1997-Clinton 1 The document contains elements that align slightly with the political left, such as advocating for civil rights, social equality, and educational opportunities for all. However, it also emphasizes personal responsibility, a smaller government, and free enterprise, which are not typically associated with the political left. The balance between these elements suggests a slightly left alignment.
2001-Bush 0 The document is an inaugural address that emphasizes unity, personal responsibility, and traditional values. It mentions reducing taxes and building strong defenses, which align more with conservative principles. While it acknowledges social issues like poverty and education, it emphasizes community and individual action over government intervention, which is not characteristic of the political left.
2005-Bush 0 The document primarily emphasizes themes of freedom, democracy, and national security, with a focus on promoting liberty globally. It does not advocate for social equality, government intervention in the economy, or progressive policies typically associated with the political left. Instead, it aligns more with conservative values, such as individual responsibility and limited government intervention.
2009-Obama 2 The speech aligns very well with the political left due to its emphasis on social equality, government intervention, and progressive policies. It advocates for addressing economic inequality, reforming healthcare, investing in infrastructure, and promoting renewable energy. The call for international cooperation and addressing climate change also reflects left-leaning values. However, it balances these with appeals to traditional American values and bipartisan unity, which slightly moderates its alignment.

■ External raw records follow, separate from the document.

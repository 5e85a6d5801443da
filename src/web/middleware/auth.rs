//! Bearer credential extraction.
//!
//! The [`TokenService`] is placed in request extensions by [`credential_auth`];
//! the extractor below reads the `Authorization` header and verifies it.

use axum::{
    async_trait,
    body::Body,
    extract::FromRequestParts,
    http::{header::AUTHORIZATION, request::Parts, Request},
    middleware::Next,
    response::Response,
};
use std::sync::Arc;

use crate::auth::{CredentialError, Identity, TokenService};
use crate::web::error::ApiError;

/// Extract the raw credential from the `Authorization` header.
///
/// Accepts `Bearer <token>` as well as a bare token. Returns `None` when the
/// header is absent or blank.
fn credential_from_parts(parts: &Parts) -> Option<&str> {
    let value = parts.headers.get(AUTHORIZATION)?.to_str().ok()?.trim();
    let token = value.strip_prefix("Bearer ").unwrap_or(value).trim();
    if token.is_empty() {
        None
    } else {
        Some(token)
    }
}

fn token_service(parts: &Parts) -> Result<&Arc<TokenService>, ApiError> {
    parts.extensions.get::<Arc<TokenService>>().ok_or_else(|| {
        tracing::error!("Token service missing from request extensions");
        ApiError::internal("An internal error occurred")
    })
}

fn rejection(err: CredentialError) -> ApiError {
    match err {
        CredentialError::Missing => ApiError::unauthorized("No token provided"),
        CredentialError::Invalid => ApiError::unauthorized("Invalid or expired token"),
        CredentialError::Issue(msg) => {
            tracing::error!("Credential failure: {}", msg);
            ApiError::internal("An internal error occurred")
        }
    }
}

/// Extractor for authenticated users.
///
/// Rejects with 401 when the credential is missing, malformed or expired.
#[derive(Debug, Clone)]
pub struct AuthUser(pub Identity);

#[async_trait]
impl<S> FromRequestParts<S> for AuthUser
where
    S: Send + Sync,
{
    type Rejection = ApiError;

    async fn from_request_parts(parts: &mut Parts, _state: &S) -> Result<Self, Self::Rejection> {
        let tokens = token_service(parts)?;
        let token = credential_from_parts(parts).ok_or_else(|| rejection(CredentialError::Missing))?;

        tokens.verify(token).map(AuthUser).map_err(|e| {
            tracing::debug!("Credential rejected: {}", e);
            rejection(e)
        })
    }
}

/// Middleware function to inject the token service into request extensions.
pub async fn credential_auth(
    tokens: Arc<TokenService>,
    mut request: Request<Body>,
    next: Next,
) -> Response {
    request.extensions_mut().insert(tokens);
    next.run(request).await
}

2013-Obama 2 The document aligns very well with the political left, emphasizing social equality, government intervention, and progressive policies. It advocates for collective action, economic equality, environmental responsibility, and social justice, all of which are key tenets of leftist ideology. However, it also acknowledges the importance of personal responsibility and skepticism of central authority, which slightly moderates its alignment.
2017-Trump 0 The document emphasizes nationalism, protectionism, and a focus on “America first” policies, which are not typically aligned with the political left. It lacks advocacy for social equality, government intervention in the economy, or progressive policies, which are key characteristics of the political left. Instead, it focuses on reducing government power in favor of populist rhetoric and national pride.

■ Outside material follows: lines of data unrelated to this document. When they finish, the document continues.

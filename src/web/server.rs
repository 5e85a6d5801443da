//! Web server for plaza.

use std::net::SocketAddr;
use std::sync::Arc;

use axum::Router;
use tokio::net::TcpListener;

use crate::auth::TokenService;
use crate::config::Config;
use crate::Database;

use super::handlers::AppState;
use super::router::create_router;

/// Web server for the API.
pub struct WebServer {
    /// Host to bind.
    host: String,
    /// Port to bind (0 for an ephemeral port).
    port: u16,
    /// Application state.
    app_state: Arc<AppState>,
    /// Allowed CORS origins.
    cors_origins: Vec<String>,
}

impl WebServer {
    /// Create a new web server from configuration and an opened database.
    pub fn new(config: &Config, db: Database) -> Self {
        let tokens = TokenService::new(&config.auth.jwt_secret, config.auth.token_expiry_secs);
        let app_state = AppState::new(db, tokens, config.feed);

        Self {
            host: config.server.host.clone(),
            port: config.server.port,
            app_state: Arc::new(app_state),
            cors_origins: config.server.cors_origins.clone(),
        }
    }

    /// Override the port to bind.
    pub fn with_port(mut self, port: u16) -> Self {
        self.port = port;
        self
    }

    /// Build the router without binding.
    pub fn router(&self) -> Router {
        create_router(self.app_state.clone(), &self.cors_origins)
    }

    async fn bind(&self) -> Result<(TcpListener, SocketAddr), std::io::Error> {
        let listener = TcpListener::bind((self.host.as_str(), self.port)).await?;
        let local_addr = listener.local_addr()?;
        tracing::info!("Web server listening on http://{}", local_addr);
        Ok((listener, local_addr))
    }

    /// Run the web server until it fails.
    pub async fn run(self) -> Result<(), std::io::Error> {
        let router = self.router();
        let (listener, _) = self.bind().await?;
        axum::serve(listener, router).await
    }

    /// Run the server in the background and return the actual bound address.
    ///
    /// This is useful for testing when binding to port 0.
    pub async fn run_with_addr(self) -> Result<SocketAddr, std::io::Error> {
        let router = self.router();
        let (listener, local_addr) = self.bind().await?;

        tokio::spawn(async move {
            if let Err(e) = axum::serve(listener, router).await {
                tracing::error!("Web server error: {}", e);
            }
        });

        Ok(local_addr)
    }
}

2021-Biden 2 The document aligns very well with the political left, emphasizing themes of social equality, racial justice, and government intervention in addressing economic and health crises. It calls for unity and collective action to tackle systemic racism, climate change, and economic inequality, which are key progressive priorities. However, it also appeals to broader American values and unity, which slightly moderates its alignment with the extreme left.
2025-Trump 0 The document emphasizes nationalism, sovereignty, and a strong military, which are typically associated with right-wing ideologies. It criticizes government intervention in areas like education and public health, opposes progressive policies like the Green New Deal, and focuses on border security and energy independence. These positions do not align with the political left’s advocacy for social equality, government intervention in the economy, and progressive policies.

Summary

Now you have successfully learned how to: 1. Inspect built-in codebooks to understand best practices 2. Create custom codebooks from scratch for specific research questions 3. Apply codebooks to data using qlm_code()

The flexibility of custom codebooks allows you to adapt quallmer to any qualitative coding task in your research!